El juez rechaza la petición del fiscal y no ordena la retirada del cartel de Vox

El Juzgado de Instrucción número 48 de Madrid ha denegado la medida cautelar solicitada por la Fiscalía Provincial para la retirada del cartel de Vox sobre los menores inmigrantes no acompañados.

El magistrado Juan Ramón Reig, que ha resuelto la petición de la Fiscalía por encontrarse de guardia, considera que la denegación de la medida cautelar no pone en riesgo la instrucción del proceso ni la determinación final relativa a si el cartel de Vox constituye o no un delito de odio, denunciado por el Ministerio Público.

Pero la medida cautelar se ha denegado, sobre todo, porque el juez no ve “apariencia de buen derecho” en la acción de la Fiscalía, esto es, no ve una base jurídica sólida que, en principio y con independencia de la futura instrucción, permita apreciar que los hechos denunciados constituyen un delito de odio.

Una vez tramitada la medida cautelar por parte del Juzgado de guardia, será el Juzgado de Instrucción número 53, órgano que conoce de la causa, el que continúe el procedimiento instado por el Ministerio Público contra el cartel de Vox.

La Fiscalía Provincial de Madrid había pedido retirar “en el plazo más breve posible” como medida cautelar el cartel de Vox contra los ‘menas’ colocado en la estación de Cercanías de la Puerta del Sol porque podría ser constitutivo de un delito de odio.

En este cartel se ve en un lado a una anciana y en el otro a un joven de origen migrante. “Un mena 4.700 euros al mes, tu abuela 426 euros de pensión/mes”, se lee en el cartel junto al lema de Vox “Protege Madrid, vota seguro”.

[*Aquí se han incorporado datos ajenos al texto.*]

//! Game state definitions that control the overall flow of the game.
//!
//! States determine which systems run at any given time. Simulation ticks
//! only run in `InGame`; pausing is owned by the active area so the pause
//! menu itself keeps receiving input.

use bevy::prelude::*;

/// Main game states.
///
/// - Start in `Loading` while data records are read
/// - Move to `InGame` once the session is built
#[derive(States, Debug, Clone, Copy, Eq, PartialEq, Hash, Default)]
pub enum GameState {
    /// Reading configuration and data records
    #[default]
    Loading,
    /// Active simulation
    InGame,
}
//! Shared fixtures for unit tests: an in-memory registry and small builders.

use bevy::math::Vec2;

use crate::animation::{FrameTable, FrameTableDef};
use crate::combat::Actor;
use crate::core::RectF;
use crate::player::Player;
use crate::world::{
    AreaDefinition, CharacterDefinition, DataRegistry, EntityDefinition, ItemDefinition, Scenery,
    SheetDefinition, Structure, StructureDefinition, TileDefinition,
};

pub const VIEWPORT: RectF = RectF::new(0.0, 0.0, 800.0, 600.0);

const FRAMES: &str = "(
    states: { Idle: (1, 0), Walk: (8, 8), Attack: (4, 4), Die: (6, 20) },
    directions: { North: 0, West: 1, South: 2, East: 3 },
)";

const BLOB: &str = r#"(speed: 0.25, size: (32.0, 32.0), direction: South, frames: (
    states: { Idle: (1, 0), Walk: (8, 8), Attack: (4, 4), Die: (6, 20) },
    directions: { North: 0, West: 1, South: 2, East: 3 },
))"#;

const SLIME: &str = r#"(
    base: "blob",
    max_health: 10.0,
    current_health: 10.0,
    strength: 2.0,
    regen: 60.0,
    offset: (6.0, 16.0),
    size: (20.0, 14.0),
    sheets: ["slime"],
    health_bar: Some((front: (200, 30, 30), back: (40, 40, 40), buffer: 2.0, size: (20.0, 3.0))),
)"#;

const PLAYER: &str = r#"(
    base: "blob",
    max_health: 20.0,
    current_health: 20.0,
    strength: 5.0,
    offset: (8.0, 8.0),
    size: (16.0, 24.0),
    sheets: ["body"],
    inventory_size: 10,
)"#;

const HOUSE_INSIDE: &str = r#"(
    menu: "main_menu",
    music: Some((track: "house", looped: true)),
    tiles: [(tile: "floor", position: (0.0, 0.0), size: (800.0, 600.0))],
    structures: [(structure: "pillar", position: (600.0, 300.0))],
    entities: [(
        entity: "slime",
        name: "slime",
        kind: Enemy,
        direction: South,
        position: (100.0, 100.0),
        limit: (0.0, 0.0, 400.0, 400.0),
    )],
    triggers: [(
        rect: (0.0, 590.0, 800.0, 10.0),
        guard: RoomCleared,
        action: AdvanceArea(area: "field", position: (400.0, 40.0)),
    )],
)"#;

const FIELD: &str = r#"(
    menu: "main_menu",
    music: Some((track: "field", looped: true)),
    triggers: [
        (
            rect: (0.0, 0.0, 800.0, 10.0),
            action: AdvanceArea(area: "house_inside", position: (400.0, 540.0)),
        ),
        (
            rect: (300.0, 300.0, 40.0, 40.0),
            action: SpawnEntity((
                entity: "slime",
                name: "fieldslime",
                kind: Enemy,
                max: 2,
                direction: West,
                position: (500.0, 200.0),
                limit: (0.0, 0.0, 800.0, 600.0),
            )),
        ),
    ],
)"#;

pub fn frame_table() -> FrameTable {
    let def: FrameTableDef = ron::from_str(FRAMES).unwrap();
    FrameTable::build("blob", &def).unwrap()
}

fn sheet(path: &str) -> SheetDefinition {
    SheetDefinition {
        path: path.to_string(),
        list: None,
    }
}

/// Registry with a slime enemy, the default player, and two connected
/// areas: "house_inside" (one slime, exit at the bottom edge) and "field"
/// (exit at the top edge, slime spawner in the middle).
pub fn registry() -> DataRegistry {
    let mut registry = DataRegistry::default();
    registry.insert_character("blob", ron::from_str::<CharacterDefinition>(BLOB).unwrap());
    registry.insert_enemy("slime", ron::from_str::<EntityDefinition>(SLIME).unwrap());
    registry.insert_player("defaultPlayer", ron::from_str::<EntityDefinition>(PLAYER).unwrap());
    for id in ["slime", "body", "walls", "floor"] {
        registry.insert_sheet(id, sheet(&format!("sheets/{id}.png")));
    }
    registry.insert_tile(
        "floor",
        TileDefinition {
            sheet: "floor".to_string(),
            source: RectF::new(0.0, 0.0, 32.0, 32.0),
        },
    );
    registry.insert_structure(
        "pillar",
        ron::from_str::<StructureDefinition>(
            r#"(elements: [(sheet: "walls", source: (0.0, 0.0, 32.0, 64.0), position: (0.0, 0.0))],
                bounds: [(0.0, 32.0, 32.0, 32.0)])"#,
        )
        .unwrap(),
    );
    registry.insert_item(
        1,
        ItemDefinition {
            name: "Apple".to_string(),
            max_stack: Some(10),
            equip_slot: 0,
        },
    );
    registry.insert_area("house_inside", ron::from_str::<AreaDefinition>(HOUSE_INSIDE).unwrap());
    registry.insert_area("field", ron::from_str::<AreaDefinition>(FIELD).unwrap());
    registry
}

/// Invisible solid block covering `rect`.
pub fn wall(rect: RectF) -> Scenery {
    Scenery::Structure(Structure::new(
        "wall",
        rect.location(),
        Vec::new(),
        &[RectF::new(0.0, 0.0, rect.width, rect.height)],
    ))
}

/// Bare player actor with its collision box at `position`.
pub fn player_actor(position: Vec2) -> Actor {
    let registry = registry();
    let def = registry.player("defaultPlayer").unwrap();
    Actor::load("Sean", "defaultPlayer", position, def, &registry).unwrap()
}

pub fn player(position: Vec2) -> Player {
    Player::load("Sean", "defaultPlayer", "house_inside", position, &registry()).unwrap()
}
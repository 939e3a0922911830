//! Player module - the player character and its controls.

mod components;
mod movement;

pub use components::{Player, DEATH_HOLD_TICKS};
pub use movement::{PlayerFrame, SPRINT_MULTIPLIER, WALK_SPEED};
//! Enemy state.

use bevy::math::Vec2;

use crate::animation::SpriteDirection;
use crate::combat::Actor;
use crate::core::RectF;
use crate::world::{DataLoadError, DataRegistry};

/// Ticks an enemy must wait after attacking before it can attack again.
pub const ATTACK_COOLDOWN_TICKS: u32 = 90;

/// Fixed-length lockout after an attack.
#[derive(Debug, Clone, Copy, Default, PartialEq, Eq)]
pub struct AttackCooldown {
    remaining: u32,
}

impl AttackCooldown {
    pub fn is_ready(&self) -> bool {
        self.remaining == 0
    }

    pub fn remaining(&self) -> u32 {
        self.remaining
    }

    /// Start the lockout.
    pub fn trigger(&mut self) {
        self.remaining = ATTACK_COOLDOWN_TICKS;
    }

    pub fn tick(&mut self) {
        self.remaining = self.remaining.saturating_sub(1);
    }
}

/// An AI-driven actor bound to a wander limit.
#[derive(Debug, Clone)]
pub struct Enemy {
    pub actor: Actor,
    pub(crate) limit: RectF,
    pub(crate) home_direction: SpriteDirection,
    pub(crate) cooldown: AttackCooldown,
}

impl Enemy {
    /// Build enemy `name` of kind `kind_id` at `position`, facing
    /// `direction`, confined to `limit`.
    pub fn spawn(
        name: impl Into<String>,
        kind_id: &str,
        position: Vec2,
        direction: SpriteDirection,
        limit: RectF,
        registry: &DataRegistry,
    ) -> Result<Self, DataLoadError> {
        let def = registry.enemy(kind_id)?;
        let mut actor = Actor::load(name, kind_id, position, def, registry)?;
        actor.turn(direction);
        Ok(Self {
            actor,
            limit,
            home_direction: direction,
            cooldown: AttackCooldown::default(),
        })
    }

    pub fn limit(&self) -> RectF {
        self.limit
    }

    pub fn home_direction(&self) -> SpriteDirection {
        self.home_direction
    }

    pub fn cooldown(&self) -> AttackCooldown {
        self.cooldown
    }

    /// Within one unit of where it spawned.
    pub fn is_home(&self) -> bool {
        self.actor.position().distance(self.actor.spawn()) <= 1.0
    }
}
//! Axis-aligned float rectangles used for every spatial query.
//!
//! Intersection and containment are strict: rectangles that only share an
//! edge do not intersect, and a rectangle is only contained when it sits
//! strictly inside all four sides. Collision outcomes depend on this.

use bevy::math::Vec2;
use serde::Deserialize;

/// Rectangle with float coordinates, anchored at its top-left corner.
#[derive(Debug, Clone, Copy, PartialEq, Default, Deserialize)]
#[serde(from = "(f32, f32, f32, f32)")]
pub struct RectF {
    pub x: f32,
    pub y: f32,
    pub width: f32,
    pub height: f32,
}

impl From<(f32, f32, f32, f32)> for RectF {
    fn from((x, y, width, height): (f32, f32, f32, f32)) -> Self {
        Self::new(x, y, width, height)
    }
}

impl RectF {
    pub const fn new(x: f32, y: f32, width: f32, height: f32) -> Self {
        Self {
            x,
            y,
            width,
            height,
        }
    }

    pub fn from_pos_size(position: Vec2, size: Vec2) -> Self {
        Self::new(position.x, position.y, size.x, size.y)
    }

    pub fn location(&self) -> Vec2 {
        Vec2::new(self.x, self.y)
    }

    pub fn size(&self) -> Vec2 {
        Vec2::new(self.width, self.height)
    }

    pub fn center(&self) -> Vec2 {
        Vec2::new(self.x + self.width / 2.0, self.y + self.height / 2.0)
    }

    pub fn left(&self) -> f32 {
        self.x
    }

    pub fn right(&self) -> f32 {
        self.x + self.width
    }

    pub fn top(&self) -> f32 {
        self.y
    }

    pub fn bottom(&self) -> f32 {
        self.y + self.height
    }

    /// A rectangle with neither width nor height.
    pub fn is_empty(&self) -> bool {
        self.width == 0.0 && self.height == 0.0
    }

    /// True when the open interiors overlap on both axes.
    pub fn intersects(&self, other: &RectF) -> bool {
        if self.is_empty() || other.is_empty() {
            return false;
        }
        self.left() < other.right()
            && self.right() > other.left()
            && self.top() < other.bottom()
            && self.bottom() > other.top()
    }

    /// True when `other` lies strictly inside this rectangle.
    pub fn contains(&self, other: &RectF) -> bool {
        if self.is_empty() || other.is_empty() {
            return false;
        }
        self.left() < other.left()
            && self.right() > other.right()
            && self.top() < other.top()
            && self.bottom() > other.bottom()
    }

    /// Translates the rectangle in place.
    pub fn offset(&mut self, dx: f32, dy: f32) {
        self.x += dx;
        self.y += dy;
    }

    /// Grows width and height without moving the top-left corner.
    pub fn inflate(&mut self, dx: f32, dy: f32) {
        self.width += dx;
        self.height += dy;
    }

    pub fn offset_by(mut self, delta: Vec2) -> Self {
        self.offset(delta.x, delta.y);
        self
    }

    pub fn inflated(mut self, dx: f32, dy: f32) -> Self {
        self.inflate(dx, dy);
        self
    }

    /// Grows the rectangle by `margin` on every side.
    pub fn expanded(self, margin: f32) -> Self {
        self.inflated(margin * 2.0, margin * 2.0)
            .offset_by(Vec2::splat(-margin))
    }
}

#[cfg(test)]
mod tests {
    use super::*;

    #[test]
    fn intersection_is_symmetric() {
        let cases = [
            (RectF::new(0.0, 0.0, 10.0, 10.0), RectF::new(5.0, 5.0, 10.0, 10.0)),
            (RectF::new(0.0, 0.0, 10.0, 10.0), RectF::new(20.0, 0.0, 5.0, 5.0)),
            (RectF::new(-3.0, 2.0, 4.0, 1.0), RectF::new(0.0, 2.5, 1.0, 1.0)),
            (RectF::new(0.0, 0.0, 10.0, 10.0), RectF::new(10.0, 0.0, 10.0, 10.0)),
        ];
        for (a, b) in cases {
            assert_eq!(a.intersects(&b), b.intersects(&a), "{a:?} vs {b:?}");
        }
    }

    #[test]
    fn touching_edges_do_not_intersect() {
        let a = RectF::new(0.0, 0.0, 10.0, 10.0);
        assert!(!a.intersects(&RectF::new(10.0, 0.0, 5.0, 5.0)));
        assert!(!a.intersects(&RectF::new(0.0, 10.0, 5.0, 5.0)));
        assert!(a.intersects(&RectF::new(9.9, 9.9, 5.0, 5.0)));
    }

    #[test]
    fn empty_rectangles_never_intersect_or_contain() {
        let empty = RectF::new(5.0, 5.0, 0.0, 0.0);
        let big = RectF::new(0.0, 0.0, 100.0, 100.0);
        assert!(!big.intersects(&empty));
        assert!(!empty.intersects(&big));
        assert!(!big.contains(&empty));
        assert!(!empty.contains(&big));
    }

    #[test]
    fn containment_is_strict() {
        let outer = RectF::new(0.0, 0.0, 100.0, 100.0);
        assert!(outer.contains(&RectF::new(1.0, 1.0, 98.0, 98.0)));
        assert!(!outer.contains(&outer));
        assert!(!outer.contains(&RectF::new(0.0, 10.0, 10.0, 10.0)));
        assert!(!outer.contains(&RectF::new(90.0, 90.0, 10.0, 10.0)));
    }

    #[test]
    fn inflate_keeps_the_corner() {
        let mut rect = RectF::new(4.0, 6.0, 10.0, 10.0);
        rect.inflate(2.0, 2.0);
        assert_eq!(rect, RectF::new(4.0, 6.0, 12.0, 12.0));
        rect.offset(-1.0, -1.0);
        assert_eq!(rect, RectF::new(3.0, 5.0, 12.0, 12.0));
        assert_eq!(
            RectF::new(4.0, 6.0, 10.0, 10.0).expanded(1.0),
            RectF::new(3.0, 5.0, 12.0, 12.0)
        );
    }

    #[test]
    fn deserializes_from_tuple() {
        let rect: RectF = ron::from_str("(1.0, 2.0, 3.0, 4.0)").unwrap();
        assert_eq!(rect, RectF::new(1.0, 2.0, 3.0, 4.0));
        assert_eq!(rect.right(), 4.0);
        assert_eq!(rect.bottom(), 6.0);
        assert_eq!(rect.center(), Vec2::new(2.5, 4.0));
    }
}
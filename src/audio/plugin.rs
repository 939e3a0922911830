//! Music playback through kira.

use bevy::prelude::*;
use bevy_kira_audio::{Audio, AudioControl, AudioPlugin};

use super::AudioCue;
use crate::core::GameConfig;
use crate::world::ActiveSession;

/// Plays area music from the cues the session queues.
pub struct MusicPlugin;

impl Plugin for MusicPlugin {
    fn build(&self, app: &mut App) {
        app.add_plugins(AudioPlugin)
            .init_resource::<MusicState>()
            .add_systems(
                Update,
                play_music_cues.run_if(resource_exists::<ActiveSession>),
            );
    }
}

/// Track currently playing, if any.
#[derive(Resource, Default)]
struct MusicState {
    track: Option<String>,
}

impl MusicState {
    /// Record `track` as playing. False if it already was.
    fn switch_to(&mut self, track: &str) -> bool {
        if self.track.as_deref() == Some(track) {
            return false;
        }
        self.track = Some(track.to_string());
        true
    }
}

fn play_music_cues(
    mut session: ResMut<ActiveSession>,
    mut state: ResMut<MusicState>,
    audio: Res<Audio>,
    asset_server: Res<AssetServer>,
    config: Res<GameConfig>,
) {
    for cue in session.drain_audio() {
        match cue {
            AudioCue::Play { track, looped } => {
                if !state.switch_to(&track) {
                    continue;
                }
                info!("Playing '{}'", track);
                audio.stop();
                let source = asset_server.load(format!("audio/music/{track}.ogg"));
                let mut command = audio.play(source);
                command.with_volume(config.music_volume);
                if looped {
                    command.looped();
                }
            }
            AudioCue::Pause => {
                audio.pause();
            }
            AudioCue::Resume => {
                audio.resume();
            }
        }
    }
}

La solicitud de retirada del cartel que reclamaba la Fiscalía no solo afectaba al que se exhibe en la estación de Sol del Metro de Madrid, sino también “a todos los de idéntico contenido expuestos en cualquier otro espacio publicitario y colocado por el anunciante denunciado”.

“Desprotegidos”

La medida cautelar planteada por la Fiscalía obedecía a que “estos menores no nacionales son menores que carecen de estructura familiar, social y económica en territorio nacional”. Eso les convierte en un colectivo “doblemente vulnerable”, según el Ministerio Público, tanto por la edad como por el desarraigo estructural con causa en su origen extranjero, “lo que no solo exige una mayor protección por parte de todos los operadores e instituciones públicas, sino que les convierte en uno de los grupos especialmente protegidos por nuestra legislación penal frente a ataques contra su dignidad por gratuitos y prejuiciosos”, argumentaba.

En la denuncia se recuerda que el delito de odio integra varios tipos delictivos en los que el bien jurídico protegido “es la dignidad de la persona, individualmente y como parte de determinados colectivos y que tienen en común la concurrencia en el actor de una concepción prejuiciosa hacia los mismos que determina su actuación de intolerancia excluyente hacia aquellos, lo que puede tener lugar de diferentes formas”.

La Fiscalía de Madrid sostenía que, con la retirada del cartel, la dignidad y la seguridad de un colectivo tan vulnerable como son los menores no nacionales quedaría protegida “sin vulnerar el derecho del partido político Vox de realizar propaganda electoral, puesto que el espacio publicitario contratado y ocupado por el cartel cuya retirada se solicita, puede volver a ser ocupado con propaganda tendente a la petición de votos en campaña”.